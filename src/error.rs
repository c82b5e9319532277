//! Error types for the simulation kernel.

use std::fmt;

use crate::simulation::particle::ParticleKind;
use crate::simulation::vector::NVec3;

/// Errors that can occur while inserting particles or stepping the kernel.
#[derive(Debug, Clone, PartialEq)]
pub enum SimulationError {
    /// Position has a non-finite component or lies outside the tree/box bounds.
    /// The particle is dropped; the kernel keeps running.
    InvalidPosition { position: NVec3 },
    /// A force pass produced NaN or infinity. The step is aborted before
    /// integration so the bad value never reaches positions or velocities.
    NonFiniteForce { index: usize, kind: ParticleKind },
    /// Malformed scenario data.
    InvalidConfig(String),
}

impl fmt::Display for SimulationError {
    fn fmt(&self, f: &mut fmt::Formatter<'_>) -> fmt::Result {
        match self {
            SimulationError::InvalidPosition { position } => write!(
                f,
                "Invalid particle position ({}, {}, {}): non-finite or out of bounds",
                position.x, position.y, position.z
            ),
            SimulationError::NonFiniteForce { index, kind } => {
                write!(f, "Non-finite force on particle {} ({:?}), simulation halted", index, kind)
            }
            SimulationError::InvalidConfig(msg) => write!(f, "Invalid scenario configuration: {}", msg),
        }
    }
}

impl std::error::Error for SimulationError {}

* * *

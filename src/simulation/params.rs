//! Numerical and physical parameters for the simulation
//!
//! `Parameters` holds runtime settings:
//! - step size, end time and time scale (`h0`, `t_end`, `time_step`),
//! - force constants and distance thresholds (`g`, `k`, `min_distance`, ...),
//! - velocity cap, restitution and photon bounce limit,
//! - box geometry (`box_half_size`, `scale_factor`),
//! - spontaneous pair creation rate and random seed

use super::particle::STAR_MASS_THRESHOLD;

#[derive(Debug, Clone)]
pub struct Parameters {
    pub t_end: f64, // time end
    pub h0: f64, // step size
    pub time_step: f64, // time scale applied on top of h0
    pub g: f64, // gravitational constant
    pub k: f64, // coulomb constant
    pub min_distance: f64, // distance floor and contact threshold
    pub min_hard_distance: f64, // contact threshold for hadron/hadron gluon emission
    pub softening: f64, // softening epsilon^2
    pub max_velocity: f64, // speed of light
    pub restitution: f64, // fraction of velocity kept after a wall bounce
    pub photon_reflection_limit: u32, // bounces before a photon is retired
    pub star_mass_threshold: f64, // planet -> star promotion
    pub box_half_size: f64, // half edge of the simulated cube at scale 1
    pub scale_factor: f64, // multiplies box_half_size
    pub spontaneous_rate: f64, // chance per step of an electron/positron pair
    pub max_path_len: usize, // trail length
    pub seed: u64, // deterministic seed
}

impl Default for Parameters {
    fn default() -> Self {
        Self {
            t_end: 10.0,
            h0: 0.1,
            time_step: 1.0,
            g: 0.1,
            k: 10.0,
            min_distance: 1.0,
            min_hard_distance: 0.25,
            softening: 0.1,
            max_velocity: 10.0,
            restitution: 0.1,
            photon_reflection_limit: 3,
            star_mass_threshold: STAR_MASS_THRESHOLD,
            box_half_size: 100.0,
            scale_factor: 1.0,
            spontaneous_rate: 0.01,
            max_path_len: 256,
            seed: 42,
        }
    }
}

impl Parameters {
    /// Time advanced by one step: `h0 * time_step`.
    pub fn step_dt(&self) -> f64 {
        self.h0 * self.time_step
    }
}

--

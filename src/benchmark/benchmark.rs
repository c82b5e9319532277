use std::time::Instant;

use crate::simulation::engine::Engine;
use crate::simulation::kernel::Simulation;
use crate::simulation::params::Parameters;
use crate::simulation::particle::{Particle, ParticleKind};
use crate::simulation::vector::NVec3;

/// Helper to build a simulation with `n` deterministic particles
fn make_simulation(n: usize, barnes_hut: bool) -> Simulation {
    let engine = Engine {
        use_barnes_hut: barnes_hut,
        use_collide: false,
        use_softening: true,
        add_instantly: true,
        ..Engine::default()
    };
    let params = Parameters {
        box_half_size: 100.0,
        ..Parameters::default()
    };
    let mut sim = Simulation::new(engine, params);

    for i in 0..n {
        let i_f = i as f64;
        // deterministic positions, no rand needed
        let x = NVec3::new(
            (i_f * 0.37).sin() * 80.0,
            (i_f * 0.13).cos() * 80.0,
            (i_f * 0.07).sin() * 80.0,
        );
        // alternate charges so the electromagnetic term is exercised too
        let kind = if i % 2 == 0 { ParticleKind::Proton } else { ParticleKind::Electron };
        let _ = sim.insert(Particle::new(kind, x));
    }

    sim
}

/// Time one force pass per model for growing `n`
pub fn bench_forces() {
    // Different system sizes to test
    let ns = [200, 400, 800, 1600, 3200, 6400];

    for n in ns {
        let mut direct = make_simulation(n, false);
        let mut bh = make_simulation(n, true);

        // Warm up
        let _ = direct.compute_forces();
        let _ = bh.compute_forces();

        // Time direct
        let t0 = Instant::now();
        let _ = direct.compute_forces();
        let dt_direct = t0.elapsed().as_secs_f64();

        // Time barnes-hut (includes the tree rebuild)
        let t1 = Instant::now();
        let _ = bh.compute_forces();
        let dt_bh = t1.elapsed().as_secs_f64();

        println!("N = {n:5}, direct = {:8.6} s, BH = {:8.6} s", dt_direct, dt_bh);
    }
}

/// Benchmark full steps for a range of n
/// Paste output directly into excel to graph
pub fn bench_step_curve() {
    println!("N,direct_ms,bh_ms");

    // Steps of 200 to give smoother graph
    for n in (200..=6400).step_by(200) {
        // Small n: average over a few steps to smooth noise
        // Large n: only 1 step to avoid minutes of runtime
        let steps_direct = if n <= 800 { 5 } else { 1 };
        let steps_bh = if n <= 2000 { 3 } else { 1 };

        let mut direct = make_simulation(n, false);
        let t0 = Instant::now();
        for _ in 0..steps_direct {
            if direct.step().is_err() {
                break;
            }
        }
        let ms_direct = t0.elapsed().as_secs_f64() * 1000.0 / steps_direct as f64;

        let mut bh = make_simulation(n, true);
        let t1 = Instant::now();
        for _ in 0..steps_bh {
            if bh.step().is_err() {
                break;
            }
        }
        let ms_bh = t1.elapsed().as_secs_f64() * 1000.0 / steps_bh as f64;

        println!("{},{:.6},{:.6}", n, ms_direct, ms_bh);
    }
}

Task prompt: Lines to set down from above: the line with "filename src/error.rs", the line with "pub enum SimulationError", and every line between, each exactly as written.

Response box:
filename src/error.rs
repository c82b5e9319532277
//! Error types for the simulation kernel.

use std::fmt;

use crate::simulation::particle::ParticleKind;
use crate::simulation::vector::NVec3;

/// Errors that can occur while inserting particles or stepping the kernel.
#[derive(Debug, Clone, PartialEq)]
pub enum SimulationError {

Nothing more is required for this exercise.